Hardware manufacturers are interested in virtualization as well. Intel and AMD have independently developed virtualization extensions to the x86 architecture. They are not directly compatible with each other, but serve largely the same functions. Either will allow a hypervisor to run an unmodified guest operating system without incurring significant performance penalties.
Intel's virtualization extension for 32-bit and 64-bit x86 architecture is named IVT (Intel Virtualization Technology). The 32-bit or IA-32 IVT extensions are referred to as VT-x. Intel has also published specifications for IVT for the IA-64 (Itanium) processors which are referred to as VT-i. AMD's virtualization extensions to the 64-bit x86 architecture is named AMD Virtualization, abbreviated AMD-V.
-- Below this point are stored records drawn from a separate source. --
//! Static bank of common behavioral interview questions.
//!
//! Used by the low-performance pipeline so question generation never
//! has to wait on a slow model.

use rand::Rng;

/// Draw one question uniformly at random.
pub fn random_question() -> &'static str {
    let index = rand::thread_rng().gen_range(0..BEHAVIORAL_QUESTIONS.len());
    BEHAVIORAL_QUESTIONS[index]
}

pub const BEHAVIORAL_QUESTIONS: &[&str] = &[
    "Tell me about a time you faced a challenging situation at work.",
    "Describe a situation where you had to work under pressure.",
    "Tell me about a time you had to meet a tight deadline.",
    "Describe a time you had a conflict with a coworker and how you resolved it.",
    "Tell me about a time you went above and beyond your job responsibilities.",
    "Describe a situation where you had to adapt to a major change.",
    "Tell me about a time you had to learn something new quickly.",
    "Describe a time when you had to make a difficult decision.",
    "Tell me about a situation where you took initiative to solve a problem.",
    "Describe a time you had to handle multiple priorities at once.",
    "Tell me about a time you received constructive feedback and how you responded.",
    "Describe a situation where you collaborated with a team to achieve a goal.",
    "Tell me about a time you failed or made a mistake — what did you learn?",
    "Describe a time when you had to persuade someone to see your point of view.",
    "Tell me about a time you had to handle an unexpected problem.",
    "Describe a situation where you had to deliver results with limited resources.",
    "Tell me about a time you improved a process or found a better way to do something.",
    "Describe a time when you had to take on a leadership role.",
    "Tell me about a time you had to make a decision with incomplete information.",
    "Describe a time when you helped a colleague or team member succeed.",
    "Tell me about a time you disagreed with your manager — how did you handle it?",
    "Describe a time when you had to motivate others.",
    "Tell me about a time when you had to prioritize your tasks.",
    "Describe a situation where you demonstrated attention to detail.",
    "Tell me about a time when you had to work with someone difficult.",
    "Describe a project or task that required strong problem-solving skills.",
    "Tell me about a time when you had to deliver bad news.",
    "Describe a situation where you identified a potential problem and took action to prevent it.",
    "Tell me about a time when you managed competing deadlines successfully.",
    "Describe a time you had to communicate complex information clearly.",
    "Tell me about a time you had to handle a dissatisfied customer or stakeholder.",
    "Describe a time you led a team through a challenging situation.",
    "Tell me about a time you had to take responsibility for an error.",
    "Describe a situation where you had to make a quick decision.",
    "Tell me about a time you had to deal with ambiguity.",
    "Describe a project where you took ownership from start to finish.",
    "Tell me about a time you set and achieved a difficult goal.",
    "Describe a situation where you successfully managed your time.",
    "Tell me about a time when you influenced a decision without having authority.",
    "Describe a time when you had to deliver results despite obstacles.",
    "Tell me about a time you had to adjust your approach to get better results.",
    "Describe a time when you helped improve team morale.",
    "Tell me about a time when you handled confidential information.",
    "Describe a time when you had to explain something technical to a non-technical person.",
    "Tell me about a time when you built a strong working relationship.",
    "Describe a time when you had to ask for help.",
    "Tell me about a time when you worked on a project outside your comfort zone.",
    "Describe a time when you had to make a compromise to reach an agreement.",
    "Tell me about a time when you received recognition for your work.",
    "Describe a time when you made a process more efficient.",
    "Tell me about a time when you took initiative without being asked.",
    "Describe a situation where you helped solve a conflict between others.",
    "Tell me about a time when you showed creativity in solving a problem.",
    "Describe a time when you had to balance quality and speed.",
    "Tell me about a time when you had to manage your emotions at work.",
    "Describe a time when you worked effectively under limited supervision.",
    "Tell me about a time when you contributed to a positive team environment.",
    "Describe a time when you handled feedback you didn't agree with.",
    "Tell me about a time you successfully led a cross-functional effort.",
    "Describe a time when you had to explain your decisions to others.",
    "Tell me about a time when you handled a project with incomplete requirements.",
    "Describe a time when you used data to make a decision.",
    "Tell me about a time when you coached or mentored someone.",
    "Describe a time when you had to delegate effectively.",
    "Tell me about a time you dealt with a major setback.",
    "Describe a time when you identified and fixed a recurring issue.",
    "Tell me about a time when you helped reduce costs or save time.",
    "Describe a time when you managed expectations effectively.",
    "Tell me about a time when you had to present in front of others.",
    "Describe a time when you had to earn someone's trust.",
    "Tell me about a time when you had to deliver work with limited information.",
    "Describe a time when you collaborated with people from different backgrounds.",
    "Tell me about a time when you improved your team's workflow.",
    "Describe a time when you took feedback and implemented it successfully.",
    "Tell me about a time when you worked on a long-term project.",
    "Describe a situation where you had to multitask effectively.",
    "Tell me about a time when you faced an ethical dilemma.",
    "Describe a time when you learned from failure.",
    "Tell me about a time when you made a decision that wasn't popular.",
    "Describe a time when you helped implement a change at work.",
    "Tell me about a time you challenged the status quo.",
    "Describe a time when you had to manage limited resources.",
    "Tell me about a time when you had to adapt to a new team or manager.",
    "Describe a time when you improved communication in your team.",
    "Tell me about a time when you had to stay organized in a chaotic situation.",
    "Describe a time when you turned a negative situation into a positive one.",
    "Tell me about a time when you had to convince others to try a new idea.",
    "Describe a time when you worked with incomplete or unclear goals.",
    "Tell me about a time when you made a mistake that taught you something valuable.",
    "Describe a time when you contributed to improving team performance.",
    "Tell me about a time when you managed to exceed expectations.",
    "Describe a time when you balanced multiple stakeholders' needs.",
    "Tell me about a time you had to work on a project with a tight budget.",
    "Describe a time you had to resolve a misunderstanding quickly.",
    "Tell me about a time you had to adjust your communication style.",
    "Describe a time when you had to stay motivated during a long project.",
    "Tell me about a time you worked on something you weren't initially interested in.",
    "Describe a time when you handled competing opinions in a group.",
    "Tell me about a time when you took the lead without being assigned.",
    "Describe a time when you managed a project from idea to completion.",
    "Tell me about a time when you had to make a judgment call with limited guidance.",
    "Describe a time when you successfully managed stress in the workplace.",
];

#[cfg(test)]
mod tests {
    use super::*;
    use crate::text::count_words;

    #[test]
    fn test_bank_size() {
        assert!(BEHAVIORAL_QUESTIONS.len() >= 100);
    }

    #[test]
    fn test_random_question_comes_from_bank() {
        for _ in 0..20 {
            let question = random_question();
            assert!(BEHAVIORAL_QUESTIONS.contains(&question));
        }
    }

    #[test]
    fn test_bank_questions_are_short() {
        for question in BEHAVIORAL_QUESTIONS {
            assert!(count_words(question) <= 20, "too long: {}", question);
        }
    }
}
There are three Virtual Machine Monitor models.
Type-2 VMM: A type 2 Virtual Machine Monitor runs within a host operating system. It operates at a level above the host OS and all guest environments operate at a level above that. Examples of these guest environments include the Java Virtual Machine and Microsoft’s Common Language Runtime, which runs as part of the .NET environment and is a “managed execution environment” that allows object-oriented classes to be shared among applications.
Hybrid Model VMM : shown in the middle of the diagram has been used to implement Virtual PC, Virtual Server and VMWare GSX. These rely on a host operating system that shares control of the hardware with the virtual machine monitor.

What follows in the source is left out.